In Matthew’s rich and textured account, Jesus is the divine lawgiver, clothed with all authority, standing on a mountain in Galilee with a commission to be obeyed, just as earlier his moral precepts were revealed in the Sermon on the Mount and his glory was revealed on the Mount of Transfiguration. In Comer’s telling, Matthew 28 is the culmination of Jesus’s plan of apprenticeship whereby he sends us out to do what Jesus would do if he were me (123).

Comer clearly believes that Jesus is more than a rabbi (xiv). And yet, it’s hard to see why Jesus would have to be more than an enlightened teacher for Comer’s project to hold together.
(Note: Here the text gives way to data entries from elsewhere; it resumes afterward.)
/// Tank preset: a tank driving a closed path, a bobbing target and four rigs.
///
/// Hierarchy (children in render order):
///
/// ```text
/// scene
/// ├── camera                (detached, looks at the origin)
/// ├── sun, fill             (lights)
/// ├── ground
/// ├── tank                  (follows the path)
/// │   └── body
/// │       ├── tankCamera
/// │       ├── wheel0..5     (spin about X)
/// │       ├── dome
/// │       └── turretPivot   (aims at the target)
/// │           └── turret
/// │               └── turretCamera (aims at the target)
/// ├── targetOrbit           (orbits)
/// │   └── targetElevation
/// │       └── targetBob     (bobs)
/// │           ├── target    (spins, hue cycles)
/// │           └── targetCameraPivot (aims at the tank)
/// │               └── targetCamera
/// └── pathLine
/// ```
///
/// Controllers run target first, then the tank, then the aim constraints, so
/// every look-at sees this frame's positions.

use std::f32::consts::PI;
use std::sync::Arc;
use glam::{Vec2, Vec3};
use crate::camera::{CameraRig, CameraRigRegistry};
use crate::config::EngineConfig;
use crate::error::Result;
use crate::frame::Stage;
use crate::motion::{
    AimAtController, BobController, HueCycleController, MotionKind, MotionParams, MotionSystem,
    MotionTarget, OrbitController, SpinController, SplineFollowController,
};
use crate::path::SplinePath;
use crate::scene::{Color, Material, NodeFlags, NodeKey, Renderable, Scene, Transform};
use super::{add_camera_node, add_light};

const CAR_WIDTH: f32 = 4.0;
const CAR_HEIGHT: f32 = 1.0;
const CAR_LENGTH: f32 = 8.0;
const WHEEL_THICKNESS: f32 = 0.5;
const TURRET_LENGTH: f32 = CAR_LENGTH * 0.75 * 0.2;

/// Path loops per second
const TANK_RATE: f32 = 0.05;
const WHEEL_SPIN: f32 = 3.0;
const TARGET_ORBIT_RATE: f32 = 0.27;
const TARGET_BOB_RATE: f32 = 2.0;
const TARGET_BOB_AMPLITUDE: f32 = 4.0;
const TARGET_SPIN: Vec3 = Vec3::new(7.0, 13.0, 0.0);
const TARGET_HUE_RATE: f32 = 10.0;

/// Control points of the tank's loop (the last one closes it)
pub fn tank_path_points() -> Vec<Vec2> {
    vec![
        Vec2::new(-10.0, 0.0),
        Vec2::new(-5.0, 5.0),
        Vec2::new(0.0, 0.0),
        Vec2::new(5.0, -5.0),
        Vec2::new(10.0, 0.0),
        Vec2::new(5.0, 10.0),
        Vec2::new(-5.0, 10.0),
        Vec2::new(-10.0, -10.0),
        Vec2::new(-15.0, 8.0),
        Vec2::new(-10.0, 0.0),
    ]
}

fn set_flag(scene: &mut Scene, key: NodeKey, flag: NodeFlags) {
    if let Some(node) = scene.node_mut(key) {
        node.flags.insert(flag);
    }
}

pub fn tank(config: &EngineConfig) -> Result<Stage> {
    config.validate()?;

    let path = Arc::new(SplinePath::with_divisions(tank_path_points(), true, config.arc_length_divisions)?);

    let mut scene = Scene::new();
    let root = scene.root();
    let mut motion = MotionSystem::new();

    // ===== DETACHED CAMERA & LIGHTS =====

    let camera = add_camera_node(&mut scene, root, "camera", Transform::from_position(Vec3::new(8.0, 4.0, 10.0) * 3.0))?;
    scene.look_at(camera, Vec3::ZERO)?;

    let sun = add_light(&mut scene, root, "sun", "directional", Transform::from_position(Vec3::new(0.0, 20.0, 0.0)))?;
    set_flag(&mut scene, sun, NodeFlags::CAST_SHADOW);
    add_light(&mut scene, root, "fill", "directional", Transform::from_position(Vec3::new(1.0, 2.0, 4.0)))?;

    let ground_material = scene.create_material(Material::new("ground", Color::from_hex(0xcc8866)));
    let ground = scene.add_mesh(
        root,
        "ground",
        Transform::IDENTITY.with_rotation(Vec3::new(-PI * 0.5, 0.0, 0.0)),
        Renderable::new("plane:50x50", Some(ground_material)),
    )?;
    set_flag(&mut scene, ground, NodeFlags::RECEIVE_SHADOW);

    // ===== TANK =====

    let body_material = scene.create_material(Material::new("body", Color::from_hex(0x6688aa)));
    let wheel_material = scene.create_material(Material::new("wheel", Color::from_hex(0x888888)));

    let tank = scene.add_node(root, "tank")?;
    let body = scene.add_mesh(
        tank,
        "body",
        Transform::from_position(Vec3::new(0.0, 1.4, 0.0)),
        Renderable::new(&format!("box:{}x{}x{}", CAR_WIDTH, CAR_HEIGHT, CAR_LENGTH), Some(body_material)),
    )?;
    set_flag(&mut scene, body, NodeFlags::CAST_SHADOW);

    let tank_camera = add_camera_node(
        &mut scene,
        body,
        "tankCamera",
        Transform::from_position(Vec3::new(0.0, 3.0, -6.0)).with_rotation(Vec3::new(0.0, PI, 0.0)),
    )?;

    let wheel_x = CAR_WIDTH / 2.0 + WHEEL_THICKNESS / 2.0;
    let mut wheels = Vec::with_capacity(6);
    for z in [CAR_LENGTH / 3.0, 0.0, -CAR_LENGTH / 3.0] {
        for x in [-wheel_x, wheel_x] {
            let wheel = scene.add_mesh(
                body,
                &format!("wheel{}", wheels.len()),
                Transform::from_position(Vec3::new(x, -CAR_HEIGHT / 2.0, z))
                    .with_rotation(Vec3::new(0.0, 0.0, PI * 0.5)),
                Renderable::new("cylinder", Some(wheel_material)),
            )?;
            wheels.push(wheel);
        }
    }

    let dome = scene.add_mesh(
        body,
        "dome",
        Transform::from_position(Vec3::new(0.0, 0.5, 0.0)),
        Renderable::new("dome", Some(body_material)),
    )?;
    set_flag(&mut scene, dome, NodeFlags::CAST_SHADOW);

    let turret_pivot = scene.add_node_with(
        body,
        "turretPivot",
        Transform::from_position(Vec3::new(0.0, 0.5, 0.0)).with_scale(Vec3::splat(5.0)),
    )?;
    let turret = scene.add_mesh(
        turret_pivot,
        "turret",
        Transform::from_position(Vec3::new(0.0, 0.0, TURRET_LENGTH * 0.5)),
        Renderable::new(&format!("box:0.1x0.1x{}", TURRET_LENGTH), Some(body_material)),
    )?;
    set_flag(&mut scene, turret, NodeFlags::CAST_SHADOW);
    let turret_camera = add_camera_node(&mut scene, turret, "turretCamera", Transform::from_position(Vec3::new(0.0, 0.75 * 0.2, 0.0)))?;

    // ===== TARGET =====

    let target_material = scene.create_material(Material::new("target", Color::from_hex(0x00ff00)));
    let target_orbit = scene.add_node(root, "targetOrbit")?;
    let target_elevation = scene.add_node_with(
        target_orbit,
        "targetElevation",
        Transform::from_position(Vec3::new(0.0, 8.0, CAR_LENGTH * 2.0)),
    )?;
    let target_bob = scene.add_node(target_elevation, "targetBob")?;
    let target = scene.add_mesh(target_bob, "target", Transform::IDENTITY, Renderable::new("sphere", Some(target_material)))?;
    set_flag(&mut scene, target, NodeFlags::CAST_SHADOW);

    let target_camera_pivot = scene.add_node(target_bob, "targetCameraPivot")?;
    let target_camera = add_camera_node(
        &mut scene,
        target_camera_pivot,
        "targetCamera",
        Transform::from_position(Vec3::new(0.0, 1.0, -2.0)).with_rotation(Vec3::new(0.0, PI, 0.0)),
    )?;

    scene.add_mesh(
        root,
        "pathLine",
        Transform::from_position(Vec3::new(0.0, 0.05, 0.0)).with_rotation(Vec3::new(PI * 0.5, 0.0, 0.0)),
        Renderable::new("line:path", None),
    )?;

    // ===== MOTION =====

    motion.add_state(MotionTarget::Node(target_orbit), MotionKind::Orbit, MotionParams::default().with_rate(TARGET_ORBIT_RATE));
    motion.add_controller(&scene, Box::new(OrbitController::new("targetOrbit", vec![target_orbit])))?;

    motion.add_state(
        MotionTarget::Node(target_bob),
        MotionKind::Bob,
        MotionParams::default().with_rate(TARGET_BOB_RATE).with_amplitude(TARGET_BOB_AMPLITUDE),
    );
    motion.add_controller(&scene, Box::new(BobController::new("targetBob", vec![target_bob])))?;

    motion.add_state(MotionTarget::Node(target), MotionKind::Spin, MotionParams::default());
    motion.add_controller(&scene, Box::new(SpinController::new("targetSpin", vec![target], TARGET_SPIN)))?;

    motion.add_state(MotionTarget::Material(target_material), MotionKind::HueCycle, MotionParams::default().with_rate(TARGET_HUE_RATE));
    motion.add_controller(&scene, Box::new(HueCycleController::new("targetHue", vec![target_material])))?;

    motion.add_state(MotionTarget::Node(tank), MotionKind::SplineFollow, MotionParams::default().with_rate(TANK_RATE));
    motion.add_controller(
        &scene,
        Box::new(SplineFollowController::new("tank", tank, path).with_lead(config.spline_lead)),
    )?;

    for pivot in [turret_pivot, turret_camera, target_camera_pivot] {
        motion.add_state(MotionTarget::Node(pivot), MotionKind::AimAt, MotionParams::default());
    }
    let aim = AimAtController::new("aim")
        .with_pair(turret_pivot, target)
        .with_pair(turret_camera, target)
        .with_pair(target_camera_pivot, tank);
    motion.add_controller(&scene, Box::new(aim))?;

    for &wheel in &wheels {
        motion.add_state(MotionTarget::Node(wheel), MotionKind::Spin, MotionParams::default());
    }
    motion.add_controller(&scene, Box::new(SpinController::new("wheels", wheels, Vec3::new(WHEEL_SPIN, 0.0, 0.0))))?;

    // ===== RIGS =====

    let fov = config.default_fov;
    let mut rigs = CameraRigRegistry::new(config.switch_rate);
    rigs.register(CameraRig::new("camera", "detached camera", camera, fov, config.near, config.far))?;
    rigs.register(CameraRig::new("turretCamera", "on turret looking at target", turret_camera, fov, config.near, config.far))?;
    rigs.register(CameraRig::new("targetCamera", "near target looking at tank", target_camera, fov, config.near, config.far))?;
    rigs.register(CameraRig::new("tankCamera", "about back of tank", tank_camera, 75.0, config.near, config.far))?;

    Ok(Stage::new(scene, rigs, motion))
}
At one point, Comer cites one of Jesus’s “critics” who chided Jesus for claiming to be God (7), but beyond this there is nothing about the deity of Christ. Comer quickly falls back to praising Jesus as “a brilliant, provocative, wise, spiritual master of how to live and thrive in our Father’s world” (7). As Comer says in the introduction, “apprenticing Jesus is the solution to the problem of the so-called human condition” (xv). Whether it is malaise, climate change, global war, epidemic, addiction, Christian nationalism, hypocrisy, or the inability to be kind, “There is no problem in human life that apprenticeship to Jesus cannot solve” (xv).
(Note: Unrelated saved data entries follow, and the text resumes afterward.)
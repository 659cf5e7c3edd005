//! Touch input: raw samples, screen geometry and virtual joysticks

pub mod geometry;
pub mod joystick;
pub mod touch;

pub use geometry::Rect;
pub use touch::{FingerId, TouchFrame, TouchPhase, TouchSample};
In Comer’s approach to spiritual formation, the (real) point of the Gospels—identifying who Jesus is, putting faith in him, and worshiping him—is put in the background, while living like Jesus is put in the foreground. This may seem like a small matter of emphasis, but there is no way to read any of the four Gospels and think that the central point is: solve the world’s problems by learning to live like Jesus. How effective can an approach to spiritual formation be when it almost completely misses the point of Jesus’s life and ministry? Matthew’s Gospel begins by showing that Jesus is the long-expected Son of Abraham and Son of David (Matt. 1:1), that he is Immanuel, God with us (Matt. 1:23), and that he came to save his people from their sins (Matt. 1:21). Mark’s Gospel starts with the good news of Jesus Christ, the Son of God (Mark 1:1), and it climaxes with the centurion’s confession “Truly, this man was the Son of God” at the foot of the cross (Mark 15:39). The Gospel of Luke ends with the disciples worshiping Jesus (Luke 24:52). And the Gospel of John is explicitly about believing that Jesus is the Christ, the Son of God, and that by believing we may have life in his name (John 20:31). Jesus came into the world to seek and to save the lost (Luke 19:10) and to give his life as a ransom for many (Mark 10:45). That’s the big idea.
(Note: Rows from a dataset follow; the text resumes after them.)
//! touchstick - replay recorded touch traces through virtual joysticks
//!
//! Loads a joystick layout and a CSV touch trace, ticks the registry once per
//! frame and prints what each joystick reports.

use anyhow::Result;
use clap::Parser;
use colored::*;
use tracing::{info, warn};
use tracing_subscriber::{layer::SubscriberExt, util::SubscriberInitExt};

use touchstick::config::{AppConfig, FireConfig};
use touchstick::replay::{FrameReport, Replay, Trace};

/// Replay a touch trace through a virtual joystick layout
#[derive(Parser, Debug)]
#[command(author, version, about, long_about = None)]
struct Args {
    /// Path to joystick layout
    #[arg(short, long, default_value = "joysticks.yaml")]
    config: String,

    /// Path to CSV touch trace
    #[arg(short, long)]
    trace: String,

    /// Seconds per frame
    #[arg(long, default_value_t = 1.0 / 60.0)]
    dt: f32,

    /// Log level (error, warn, info, debug, trace)
    #[arg(short, long, env = "LOG_LEVEL", default_value = "info")]
    log_level: String,

    /// Print one JSON object per frame instead of a table
    #[arg(long)]
    json: bool,

    /// Fire trigger on this joystick (overrides the config's fire section)
    #[arg(long)]
    fire: Option<String>,
}

fn main() -> Result<()> {
    // Load environment variables
    dotenvy::dotenv().ok();

    let args = Args::parse();

    init_logging(&args.log_level)?;

    info!("Configuration file: {}", args.config);
    let mut config = AppConfig::load(&args.config)?;

    if let Some(name) = &args.fire {
        let fire_delay = config
            .fire
            .as_ref()
            .map(|f| f.fire_delay)
            .unwrap_or(touchstick::fire::DEFAULT_FIRE_DELAY);
        config.fire = Some(FireConfig {
            joystick: Some(name.clone()),
            fire_delay,
        });
    }

    let trace = Trace::load(&args.trace)?;
    if trace.is_empty() {
        warn!("Trace {} contains no frames", args.trace);
    }
    info!("Replaying {} frames from {}", trace.len(), args.trace);

    let mut replay = Replay::from_config(&config, args.dt)?;
    let reports = replay.run(&trace);

    for report in &reports {
        if args.json {
            println!("{}", serde_json::to_string(report)?);
        } else {
            print_report(report);
        }
    }

    let fired = reports.iter().filter(|r| r.fired == Some(true)).count();
    info!("Replay complete: {} frames, {} shots", reports.len(), fired);
    Ok(())
}

fn print_report(report: &FrameReport) {
    let mut line = format!("{:>5}", report.frame).dimmed().to_string();

    for joystick in &report.joysticks {
        let [x, y] = joystick.position;
        let window = if joystick.tap_window_open { "*" } else { "" };
        let cell = format!(
            " {}=({:+.2},{:+.2}) taps={}{}",
            joystick.name, x, y, joystick.tap_count, window
        );
        if joystick.activated {
            line.push_str(&cell.green().to_string());
        } else {
            line.push_str(&cell);
        }
    }

    if report.fired == Some(true) {
        line.push_str(&" FIRE".red().bold().to_string());
    }

    println!("{}", line);
}

fn init_logging(level: &str) -> Result<()> {
    let filter = tracing_subscriber::EnvFilter::try_from_default_env()
        .unwrap_or_else(|_| tracing_subscriber::EnvFilter::new(level));

    tracing_subscriber::registry()
        .with(filter)
        .with(
            tracing_subscriber::fmt::layer()
                .with_writer(std::io::stderr)
                .with_target(false)
                .with_thread_ids(false)
                .with_thread_names(false),
        )
        .init();

    Ok(())
}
The glorious, exciting, scandalous, wonderful news of the gospel—Jesus as the fulfillment of Old Testament prophecy, Jesus as our once and coming king, Jesus as the incarnate Son of God, Jesus as new Israel, Jesus as the Lamb of God who takes away the sins of the world—becomes in Comer’s telling of the story a mere invitation to imitation. Comer argues that one way to determine the veracity of your gospel is to consider whether someone hearing your gospel would conclude “that apprenticeship to Jesus is the only fitting response” (23). While the gospel certainly entails a commitment to following Jesus, surely it is significant that when Jesus “came into Galilee, proclaiming the gospel of God,” his message was not “become my apprentice,” but “The time is fulfilled, and the kingdom of God is at hand; repent and believe in the gospel” (Mark 1:14-15).

It is telling that Comer’s plan for spiritual formation has no discernible doctrine of regeneration. To be fair, he talks about the power of the Spirit enabling us to do what Jesus did. But there is no sense that essential to apprenticeship is Jesus’s command that we must be born again (John 3:3). By contrast, any biblical plan for spiritual formation must begin with the awareness that we cannot enter the kingdom of heaven, we cannot be like Jesus, and we cannot live in the way of love, unless we who were dead in trespasses and were by nature children of wrath are made alive together with Christ (Eph. 2:1–5).

It would be unfair to say Comer’s book has no place for grace, but it is empowering, assisting grace, not sovereign, unilateral, monergistic grace. In a revealing section, Comer quotes from the Eastern Orthodox theologian Kallistos Ware, who explains that original sin means “we are born into an environment where it is easy to do evil and hard to do good.” He goes on to say that we are “conditioned by the solidarity of the human race in its accumulated wrong-doing and wrong-thinking, and hence wrong-being” (92). This is an accounting of original sin that has more in common with Pelagius than with Augustine. There is no language here of inherited guilt and depravity, only a warped environment that makes it hard to do good. Given this understanding of original sin, practicing the way may not require a new nature at all.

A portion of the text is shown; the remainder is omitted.